* _Task_
The entries that follow should be written out exactly.

* _Record extracts_
━━━━━━━━

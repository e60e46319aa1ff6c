//! # Node Runtime Library
//!
//! Process wiring for a TaxLedger node, exposed as a library so the pieces
//! can be tested without starting the binary.
//!
//! ## Modules
//!
//! - `container/` - configuration and startup bootstrap
//! - `server/` - newline-delimited JSON frame server over TCP
//! - `demo_keys` - local test network key and registry generation
//! - `runtime` - the long-running node: bind, serve, shut down

pub mod container;
pub mod demo_keys;
pub mod runtime;
pub mod server;

pub use container::{load_config, ConfigError, NodeConfig};
pub use demo_keys::{create_demo_keys, DemoKeys};
pub use runtime::NodeRuntime;
pub use server::FrameServer;
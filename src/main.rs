use anyhow::Result;
use chrono::{Local, NaiveDateTime};
use clap::Parser;
use libtally::parser::parse_timestamp;
use libtally::{
    BalanceSummary, CostBasisMethod, Currency, Item, Ledger, Options, PeriodSummary, RatePolicy,
};
use log::debug;

use std::path::PathBuf;
use std::process;

#[derive(Parser, Debug)]
#[command(name = "tally")]
#[command(about = "Balances, conversions and share positions of a plain text ledger")]
struct Cli {
    /// Ledger file to read, `include`s are followed.
    book: PathBuf,

    /// Compute as of this point in time (`YYYY-MM-DD` or `YYYY-MM-DDTHH:MM`).
    #[arg(long, value_parser = parse_timestamp)]
    now: Option<NaiveDateTime>,

    /// Report in this currency instead of the ledger's default.
    #[arg(long)]
    currency: Option<Currency>,

    /// Skip exchange rates dated after `--now`.
    #[arg(long)]
    gated_rates: bool,

    /// Restart the cost basis whenever a position is sold out.
    #[arg(long)]
    reset_cost_basis: bool,
}

impl Cli {
    fn options(&self, now: NaiveDateTime) -> Options {
        let mut options = Options::at(now);
        if let Some(currency) = self.currency {
            options = options.with_default_currency(currency);
        }
        if self.gated_rates {
            options = options.with_rate_policy(RatePolicy::Gated);
        }
        if self.reset_cost_basis {
            options = options.with_cost_basis(CostBasisMethod::ResetWhenFlat);
        }
        options
    }
}

fn main() {
    env_logger::init();

    let cli = Cli::parse();
    if let Err(e) = run(&cli) {
        eprintln!("Error: {:#}", e);
        process::exit(1);
    }
}

fn run(cli: &Cli) -> Result<()> {
    let now = cli.now.unwrap_or_else(|| Local::now().naive_local());
    debug!("computing {} as of {}", cli.book.display(), now);

    let items = libtally::parse_file(&cli.book)?;
    let ledger = Ledger::compute(&items, cli.options(now))?;

    print_accounts(&ledger);
    print_summary(&items, &ledger, now)
}

fn print_accounts(ledger: &Ledger) {
    for account in ledger.accounts().iter() {
        let status = if account.active { "" } else { " (closed)" };
        println!(
            "{} {} {}{}",
            account.reference(),
            account.balance,
            account.currency,
            status
        );

        let shares = match account.shares.as_ref() {
            Some(shares) => shares,
            None => continue,
        };
        for (company, position) in shares {
            println!(
                "  {} shares={} basis={} value={} return={} dividends={}",
                company,
                position.shares_held,
                position.cost_basis.round_dp(2),
                position.market_value.round_dp(2),
                position.total_return.round_dp(2),
                position.dividends.round_dp(2),
            );
        }
    }
}

fn print_summary(items: &[Item], ledger: &Ledger, now: NaiveDateTime) -> Result<()> {
    let balance = BalanceSummary::of(ledger)?;
    println!();
    println!(
        "cash {} {}, equity {} {}, total {} {} ({} converted)",
        balance.cash.round_dp(2),
        balance.currency,
        balance.equity.round_dp(2),
        balance.currency,
        balance.total.round_dp(2),
        balance.currency,
        balance.converted
    );

    let month = PeriodSummary::month(items, ledger, now)?;
    println!(
        "this month: expenses {} revenues {} net {} ({}% spent)",
        month.expenses.round_dp(2),
        month.revenues.round_dp(2),
        month.net().round_dp(2),
        month.expense_ratio()?.round_dp(1)
    );

    if let Some(budget) = ledger.config().budget {
        println!(
            "budget: {} left, {} per day",
            budget.available(&month)?.round_dp(2),
            budget.daily_cap(&month, now)?.round_dp(2)
        );
    }
    Ok(())
}
#![no_main]

use libfuzzer_sys::fuzz_target;

fuzz_target!(|data: &[u8]| {
    if let Ok(input) = std::str::from_utf8(data) {
        let _ = libtally::parse_str(input);
    }
});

━━━━━━━━

* _Written response_
repository e60e46319aa1ff6c
//! # Node Runtime Library
//!
//! Process wiring for a TaxLedger node, exposed as a library so the pieces
//! can be tested without starting the binary.
//!
//! ## Modules
//!
//! - `container/` - configuration and startup bootstrap
//! - `server/` - newline-delimited JSON frame server over TCP
//! - `demo_keys` - local test network key and registry generation
//! - `runtime` - the long-running node: bind, serve, shut down

pub mod container;
pub mod demo_keys;
pub mod runtime;
pub mod server;

pub use container::{load_config, ConfigError, NodeConfig};
pub use demo_keys::{create_demo_keys, DemoKeys};
pub use runtime::NodeRuntime;
pub use server::FrameServer;
filename src/main.rs
use anyhow::Result;
use chrono::{Local, NaiveDateTime};
use clap::Parser;
use libtally::parser::parse_timestamp;
use libtally::{
    BalanceSummary, CostBasisMethod, Currency, Item, Ledger, Options, PeriodSummary, RatePolicy,
};
use log::debug;

use std::path::PathBuf;
use std::process;

#[derive(Parser, Debug)]
#[command(name = "tally")]
#[command(about = "Balances, conversions and share positions of a plain text ledger")]
struct Cli {
    /// Ledger file to read, `include`s are followed.
    book: PathBuf,

    /// Compute as of this point in time (`YYYY-MM-DD` or `YYYY-MM-DDTHH:MM`).
    #[arg(long, value_parser = parse_timestamp)]
    now: Option<NaiveDateTime>,

    /// Report in this currency instead of the ledger's default.
    #[arg(long)]
    currency: Option<Currency>,

    /// Skip exchange rates dated after `--now`.
    #[arg(long)]
    gated_rates: bool,

    /// Restart the cost basis whenever a position is sold out.
    #[arg(long)]
    reset_cost_basis: bool,
}

impl Cli {
    fn options(&self, now: NaiveDateTime) -> Options {
        let mut options = Options::at(now);
        if let Some(currency) = self.currency {
            options = options.with_default_currency(currency);
        }
        if self.gated_rates {
            options = options.with_rate_policy(RatePolicy::Gated);
        }
        if self.reset_cost_basis {
            options = options.with_cost_basis(CostBasisMethod::ResetWhenFlat);
        }
        options
    }
}

fn main() {
    env_logger::init();

    let cli = Cli::parse();
    if let Err(e) = run(&cli) {
        eprintln!("Error: {:#}", e);
        process::exit(1);
    }
}

fn run(cli: &Cli) -> Result<()> {
    let now = cli.now.unwrap_or_else(|| Local::now().naive_local());
    debug!("computing {} as of {}", cli.book.display(), now);

    let items = libtally::parse_file(&cli.book)?;
    let ledger = Ledger::compute(&items, cli.options(now))?;

    print_accounts(&ledger);
    print_summary(&items, &ledger, now)
}

fn print_accounts(ledger: &Ledger) {
    for account in ledger.accounts().iter() {
        let status = if account.active { "" } else { " (closed)" };
        println!(
            "{} {} {}{}",
            account.reference(),
            account.balance,
            account.currency,
            status
        );

        let shares = match account.shares.as_ref() {
            Some(shares) => shares,
            None => continue,
        };
        for (company, position) in shares {
            println!(
                "  {} shares={} basis={} value={} return={} dividends={}",
                company,
                position.shares_held,
                position.cost_basis.round_dp(2),
                position.market_value.round_dp(2),
                position.total_return.round_dp(2),
                position.dividends.round_dp(2),
            );
        }
    }
}

fn print_summary(items: &[Item], ledger: &Ledger, now: NaiveDateTime) -> Result<()> {
    let balance = BalanceSummary::of(ledger)?;
    println!();
    println!(
        "cash {} {}, equity {} {}, total {} {} ({} converted)",
        balance.cash.round_dp(2),
        balance.currency,
        balance.equity.round_dp(2),
        balance.currency,
        balance.total.round_dp(2),
        balance.currency,
        balance.converted
    );

    let month = PeriodSummary::month(items, ledger, now)?;
    println!(
        "this month: expenses {} revenues {} net {} ({}% spent)",
        month.expenses.round_dp(2),
        month.revenues.round_dp(2),
        month.net().round_dp(2),
        month.expense_ratio()?.round_dp(1)
    );

    if let Some(budget) = ledger.config().budget {
        println!(
            "budget: {} left, {} per day",
            budget.available(&month)?.round_dp(2),
            budget.daily_cap(&month, now)?.round_dp(2)
        );
    }
    Ok(())
}
#![no_main]

use libfuzzer_sys::fuzz_target;

fuzz_target!(|data: &[u8]| {
    if let Ok(input) = std::str::from_utf8(data) {
        let _ = libtally::parse_str(input);
    }
});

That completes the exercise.